If you are routinely staying 50+ hours a week in the office, it’s your own fault. Most of the people I have met who work long hours are either great time-wasters or incompetent. I knew some senior VP’s who worked those hours but they are were unable to delegate so they attended a lot of worthless meetings.
Of course, I have known people who just hung around the office because they thought it looked good. I worked with one guy who worked 60-70 and he was grossly incompetent. He spent a whole week working on a PowerPoint on diversity. Seventy hours on a freaking PowerPoint!!
Spoken like a middle manager...
Sorry, but I suspect most of these employees are out at customer locations on service calls and tied to a Call Management System that assigns their workload. When your customer's equipment is down, you don't drop tools at 17:00 and expect to keep your job. You sound like a typical marketing puke -- all flash, but nowhere to be found when problems come up.
B.S. I have been in the corporate/financial world for over 30 years, and I have seen a tendency for employers to continually add to the workload of exempt employees...and why not, if they don’t have to pay them? I have known many people who worked extra hours because that’s what it took to do the extra work, NOT because they were incompetent, loiterers, blah, blah, blah.
It’s this kind of behavior that gives rise to law suits and unions (which I loathe). If employers want to avoid those odious outcomes, they need to be conscious of maintaining equity with their employees.
The regularly expressed attitude of “just find another job if you don’t like what’s going on” is simply not in the best interests of the employer (not to mention the employee). Historically, employees and employers take as much advantage as each other as they can get away with, and to posit that employers are always the ones with pure motives is silly. If employers aren’t proactive in maintaing a fair posture with their employees they will expose themselves to legal action, unionization, and at the very least the continued cost of turnover. I say that as a member of management, but you just gotta live in the real world.
Do you want to see my ball of string?
I wonder if you’ve worked in the computer business. I work in Silicon Valley as a design engineer. With the schedules that get imposed by the realities of this business - working longer hours comes with the territory.
You have to do more with less - this is a cut-throat business. No other industry in the world has reduced prices on a consistent basis over decades like the electronics industry. The way that has been achieved is by constant innovation and bloody hard work by ALL involved at all levels of the food chain.

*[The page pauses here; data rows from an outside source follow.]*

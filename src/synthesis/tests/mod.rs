#[cfg(test)]
pub(crate) mod common;

#[cfg(test)]
mod test_candidate;
use crate::entity::Entity;
use crate::personal::{form_count, is_present_in_game};
use crate::request::Rejection;
use crate::trainer::TrainerInfo;
use tracing::debug;

/// Pick the first form of the blank's species that exists in the trainer's game.
///
/// The blank is stamped with the trainer's game. Families whose tables carry
/// no presence flags accept the current form as-is.
pub fn resolve_available_form(mut blank: Entity, trainer: &TrainerInfo) -> Result<Entity, Rejection> {
    let context = trainer.game.context();
    blank.version = Some(trainer.game);

    let count = form_count(context, blank.species);
    if count == 0 {
        debug!(species = %blank.species, game = %trainer.game, "Species has no personal entry");
        return Err(Rejection::Unobtainable);
    }
    if !context.has_presence_flags() {
        return Ok(blank);
    }

    match (0..count).find(|&form| is_present_in_game(context, blank.species, form)) {
        Some(form) => {
            blank.form = form;
            Ok(blank)
        }
        None => {
            debug!(species = %blank.species, game = %trainer.game, "No form present in game");
            Err(Rejection::Unobtainable)
        }
    }
}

I’ve had points in my career where I’ve had to work 50-60 hours a week for months at a time, and even a month or two at 90 hours a week because the “team” had to overcome technical problems. Nothing to do with ANYONE being incompetent or lazy. Hard problems that took time to solve.
So I take offense when you apply this wide-swath claim that anyone who works overtime must be incompetent or goofing off.
I think that it depends a lot on your position, the sort of business and company you're dealing with, and the sort of job you have. Your generalization may be true for many executive positions. I don't know for sure, since I'm not an executive.
I do know that long hours are quite common in the IT world. It's just a part of "the nature of the beast." In my case, I'm part of a 3 man department of network administration, and we're responsible for over 200 servers and 600+ remote locations. Since we've got these stores located all over the country, in every time zone, our "production hours" are from 7:00am until 10:00pm, Monday through Saturday. The only time we can do maintenance is between 10:00pm and 7:00am (and from 10:00pm Saturday night through 7:00am Monday). Plus we need to be able to support users during the production hours. So 50 to 60 hour weeks are quite common for us (sometimes quite a bit longer), and this has been the case since I started in the IT world back in the mid-1980s. I'm not complaining, this is the career I chose.